18. Juni 2015 | Altes Rathaus Hannover | Feridun Zaimoglu
Feridun Zaimoglu schaltet am 18. Juni in Hannover bei den rund 150 Zuhörern das Kino im Kopf an. Zehn eng beschriebene Seiten umfasst sein neuer Text „Umgebung“, den er mit prägnanter Stimme, Wasserglas und ausdruckstarker Gestik vorträgt. Dabei erzählt er – auch autobiografisch – von den Bewohnern einer Stadt, den „Eckenstehern“ und den „Morgensäufern“, aber auch von den „Bürgerhäusern mit Promenadenblick“. Zentral im Text die Sicht der Migranten – durchaus mit deutschem Pass. Was macht Stadt mit den Menschen? Diese Frage zieht sich durch die gute Stunde, die Zaimoglu liest.
Wolfgang Schneider, Vorsitzender der Lavesstiftung, verglich den Schriftsteller und den Architekten, beide begännen vor einem weißen Blatt, vor einer Tabula Rasa, fertigten Skizzen, setzten um, veränderten Vorstellungen und schafften begehbare Räume, egal, ob aus Stein oder Worten.
Zaimoglu gefällt der Vergleich zwischen den Berufsständen. Architektur, so das Fazit des anschließenden Gesprächs mit Michael Mönninger, kann Zaimoglu dennoch nur wenig abgewinnen. „Schutz“ solle ein Haus bieten, Architektur sei da bereits oft „zu viel“. Er fürchte sich vor der um sich greifenden „Einschüchterungsarchitektur“ und aus der Hamburger Hafencity wolle er am liebsten gleich wieder weg. Weg auch mit der elitären Sicht, dass gute Architektur die Menschen besser und das Leben schöner mache. Wichtig sei der Mensch, nicht die Räume und Wände, die ihn umgeben. Persönlich lehnt er folgerichtig eine „Komfortzone“ ab, braucht kein Hamburger Harvestehude, sondern das raue Klima der See, den Regen, den dunklen Himmel, ohne den, so Zaimoglu, er nicht schreiben könne. Seit Jahrzenten wohnt er in Kiel.

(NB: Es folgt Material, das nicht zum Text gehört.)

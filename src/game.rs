//! Session controller
//!
//! Owns the run, the board, the shop, cross-run progress and the save store.
//! The presentation layer feeds it [`Input`]s and renders the returned events.

use rand_pcg::Pcg32;

use crate::meta::MetaProgress;
use crate::persistence::{self, SavedRun};
use crate::platform::KeyValueStore;
use crate::sim::grid::{GridLayout, build_grid};
use crate::sim::progression::{advance_level, next_level, reset_run};
use crate::sim::rng::seeded;
use crate::sim::shop::ShopOffer;
use crate::sim::state::{GameEvent, GamePhase, RunState};
use crate::sim::tick::{click_tile, toggle_pause};
use crate::tuning::Tuning;

/// Player intents
#[derive(Debug, Clone, PartialEq, Eq)]
pub enum Input {
    /// Click the tile with this number
    TileClicked(u32),
    /// Buy an item from the current shop offer
    PurchaseRequested(String),
    /// Leave the shop for the next level
    ContinueRequested,
    /// Keep playing past the final level
    ContinueEndlessRequested,
    /// Abandon everything and start over from level 1
    NewRunRequested,
    /// Start over after losing
    RetryRequested,
    /// Drop the current run and its save
    ResetToMenuRequested,
    PauseToggled,
}

pub struct Game {
    state: RunState,
    grid: GridLayout,
    shop: ShopOffer,
    meta: MetaProgress,
    tuning: Tuning,
    rng: Pcg32,
    seed: u64,
    store: Box<dyn KeyValueStore>,
}

impl Game {
    /// Create a session sitting at the menu. Progress is loaded from `store`.
    pub fn new(seed: u64, tuning: Tuning, store: Box<dyn KeyValueStore>) -> Self {
        let meta = persistence::load_meta(store.as_ref());
        let mut state = RunState::new(&tuning);
        state.phase = GamePhase::Menu;
        let grid = GridLayout::blank(tuning.grid_cols, tuning.grid_rows);
        Self {
            state,
            grid,
            shop: ShopOffer::default(),
            meta,
            tuning,
            rng: seeded(seed),
            seed,
            store,
        }
    }

    /// Resume the saved run if there is one, otherwise start a new run
    pub fn start(&mut self) -> Vec<GameEvent> {
        match persistence::load_run(self.store.as_ref(), &self.tuning) {
            Some(saved) => self.resume(saved),
            None => self.begin_run(true),
        }
        self.finish()
    }

    /// Apply one input and return everything that happened
    pub fn handle(&mut self, input: Input) -> Vec<GameEvent> {
        match input {
            Input::TileClicked(number) => self.click(number),
            Input::PurchaseRequested(id) => self.purchase(&id),
            Input::ContinueRequested => {
                if self.state.phase == GamePhase::LevelCleared {
                    self.continue_run();
                }
            }
            Input::ContinueEndlessRequested => {
                if self.state.phase == GamePhase::RunCompleted {
                    self.state.endless_mode = true;
                    log::info!("Entering endless mode");
                    self.continue_run();
                }
            }
            Input::NewRunRequested => self.begin_run(true),
            Input::RetryRequested => {
                if self.state.phase == GamePhase::RunOver {
                    self.begin_run(false);
                }
            }
            Input::ResetToMenuRequested => self.reset_to_menu(),
            Input::PauseToggled => {
                toggle_pause(&mut self.state);
            }
        }
        self.finish()
    }

    pub fn state(&self) -> &RunState {
        &self.state
    }

    pub fn grid(&self) -> &GridLayout {
        &self.grid
    }

    pub fn shop(&self) -> &ShopOffer {
        &self.shop
    }

    pub fn meta(&self) -> &MetaProgress {
        &self.meta
    }

    pub fn tuning(&self) -> &Tuning {
        &self.tuning
    }

    pub fn phase(&self) -> GamePhase {
        self.state.phase
    }

    pub fn seed(&self) -> u64 {
        self.seed
    }

    fn click(&mut self, number: u32) {
        let result = click_tile(&mut self.state, &mut self.grid, number, &self.tuning, &mut self.rng);
        if let Some(clear) = result.level_clear {
            if !clear.run_completed {
                self.open_shop();
            }
            self.autosave();
        } else if result.player_lost {
            self.autosave();
        }
    }

    fn purchase(&mut self, id: &str) {
        if self.state.phase != GamePhase::LevelCleared {
            return;
        }
        match self.shop.purchase(id, &mut self.state, &self.tuning) {
            Ok(_) => self.autosave(),
            Err(e) => log::debug!("Purchase refused: {}", e),
        }
    }

    fn open_shop(&mut self) {
        self.shop = ShopOffer::roll(&self.state, &self.tuning, &mut self.rng);
        let items = self.shop.item_ids();
        log::debug!("Shop offers {:?}", items);
        self.state.emit(GameEvent::ShopOffered { items });
    }

    fn continue_run(&mut self) {
        self.shop = ShopOffer::default();
        advance_level(&mut self.state);
        self.start_level();
    }

    fn begin_run(&mut self, counts_as_new: bool) {
        reset_run(&mut self.state, &self.tuning);
        self.shop = ShopOffer::default();
        if counts_as_new {
            self.state.emit(GameEvent::RunStarted);
            log::info!("New run started");
        }
        self.start_level();
    }

    fn start_level(&mut self) {
        self.grid = next_level(&mut self.state, &self.tuning, &mut self.rng);
        self.autosave();
    }

    /// Rebuild the transient pieces around a loaded run.
    ///
    /// Emits `RunResumed` rather than replaying terminal events, so a reload
    /// never counts a win or defeat twice.
    fn resume(&mut self, saved: SavedRun) {
        self.state = saved.state;
        self.shop = saved.shop;
        self.grid = build_grid(&self.state, &self.tuning, &mut self.rng);
        let (cols, rows, level) = (self.grid.cols, self.grid.rows, self.state.level);
        self.state.emit(GameEvent::GridBuilt { cols, rows });
        self.state.emit(GameEvent::LevelChanged { level });
        if self.state.is_boss_level {
            self.state.emit(GameEvent::BossAppeared);
        }
        self.state.emit_gold();
        self.state.emit_health();
        self.state.emit_combos();
        let phase = self.state.phase;
        self.state.emit(GameEvent::RunResumed { phase });
        if phase == GamePhase::LevelCleared {
            if self.shop.is_empty() {
                self.open_shop();
                self.autosave();
            } else {
                let items = self.shop.item_ids();
                self.state.emit(GameEvent::ShopOffered { items });
            }
        }
    }

    fn reset_to_menu(&mut self) {
        if let Err(e) = persistence::clear_run(self.store.as_mut()) {
            log::warn!("Could not clear saved run: {}", e);
        }
        reset_run(&mut self.state, &self.tuning);
        self.state.phase = GamePhase::Menu;
        self.shop = ShopOffer::default();
        self.grid = GridLayout::blank(self.tuning.grid_cols, self.tuning.grid_rows);
        log::info!("Returned to menu");
    }

    fn autosave(&mut self) {
        if let Err(e) = persistence::save_run(self.store.as_mut(), &self.state, &self.shop) {
            log::warn!("Run not saved: {}", e);
        }
    }

    /// Drain the simulation's events and fold them into cross-run progress
    fn finish(&mut self) -> Vec<GameEvent> {
        let mut events = self.state.drain_events();
        let mut changed = false;
        for event in &events {
            changed |= self.meta.record(event);
        }
        if changed {
            events.extend(self.meta.check_unlocks());
            if let Err(e) = persistence::save_meta(self.store.as_mut(), &self.meta) {
                log::warn!("Progress not saved: {}", e);
            }
        }
        events
    }
}
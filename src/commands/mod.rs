//! Cart Backend Commands
//!
//! Bindings to the cart backend's mutate endpoint.

mod cart;

use async_trait::async_trait;

use crate::error::CartError;
use crate::models::{MutationRequest, MutationResponse};

/// Sends one mutation and returns the decoded response
#[async_trait(?Send)]
pub trait CartTransport {
    async fn send(&self, request: &MutationRequest) -> Result<MutationResponse, CartError>;
}

pub use cart::*;
//! Cart Sync App
//!
//! Wires the client to the page and renders the notice stack.

use std::rc::Rc;

use leptos::prelude::*;
use leptos_cart_controls::{bind_controls, ControlAttributes};
use reactive_stores::Store;

use crate::client::CartSyncClient;
use crate::commands::FetchTransport;
use crate::components::NotificationHost;
use crate::config::CartSyncConfig;
use crate::context::Notifier;
use crate::dom::DomCartView;
use crate::store::NoticeState;

fn control_attributes(config: &CartSyncConfig) -> ControlAttributes {
    ControlAttributes {
        action: config.action_attribute.clone(),
        item_id: config.item_id_attribute.clone(),
        qty_input: config.qty_input_attribute.clone(),
        qty: config.qty_attribute.clone(),
        line_selector: config.line_selector.clone(),
    }
}

#[component]
pub fn CartSyncApp(config: Rc<CartSyncConfig>) -> impl IntoView {
    let notifier = Notifier::new(Store::new(NoticeState::default()), config.notice_duration_ms);

    let client = Rc::new(CartSyncClient::new(
        FetchTransport::new(config.clone()),
        DomCartView::new(config.clone(), notifier),
        config.generic_error_message.clone(),
        config.discard_stale_responses,
    ));

    let bound = bind_controls(
        &config.control_selector,
        Rc::new(control_attributes(&config)),
        move |click| {
            let client = client.clone();
            async move {
                // Failures are already shown as notices
                let _ = client
                    .submit_mutation(
                        click.item_id.as_deref().unwrap_or_default(),
                        click.action.as_deref().unwrap_or_default(),
                        click.qty.as_deref(),
                    )
                    .await;
            }
        },
    );
    log::info!("[CartSync] Bound {} cart controls", bound);

    view! { <NotificationHost notifier=notifier /> }
}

Mitte August erscheint sein neuer Roman „Siebentürmeviertel“ bei Kiepenheuer & Witsch. Es geht um eine Familiengeschichte, aber auch um Istanbul. Dem Thema Stadt bleibt Zaimoglu also treu. Istanbul ist gleichzeitig Schauplatz einer neuen, von Zaimoglu betreuten Doku-Reihe fürs ZDF. Mit Architektur, so hat er bereits angekündigt, beschäftige er sich dort aber wieder nicht, sondern, klar, mit den Menschen.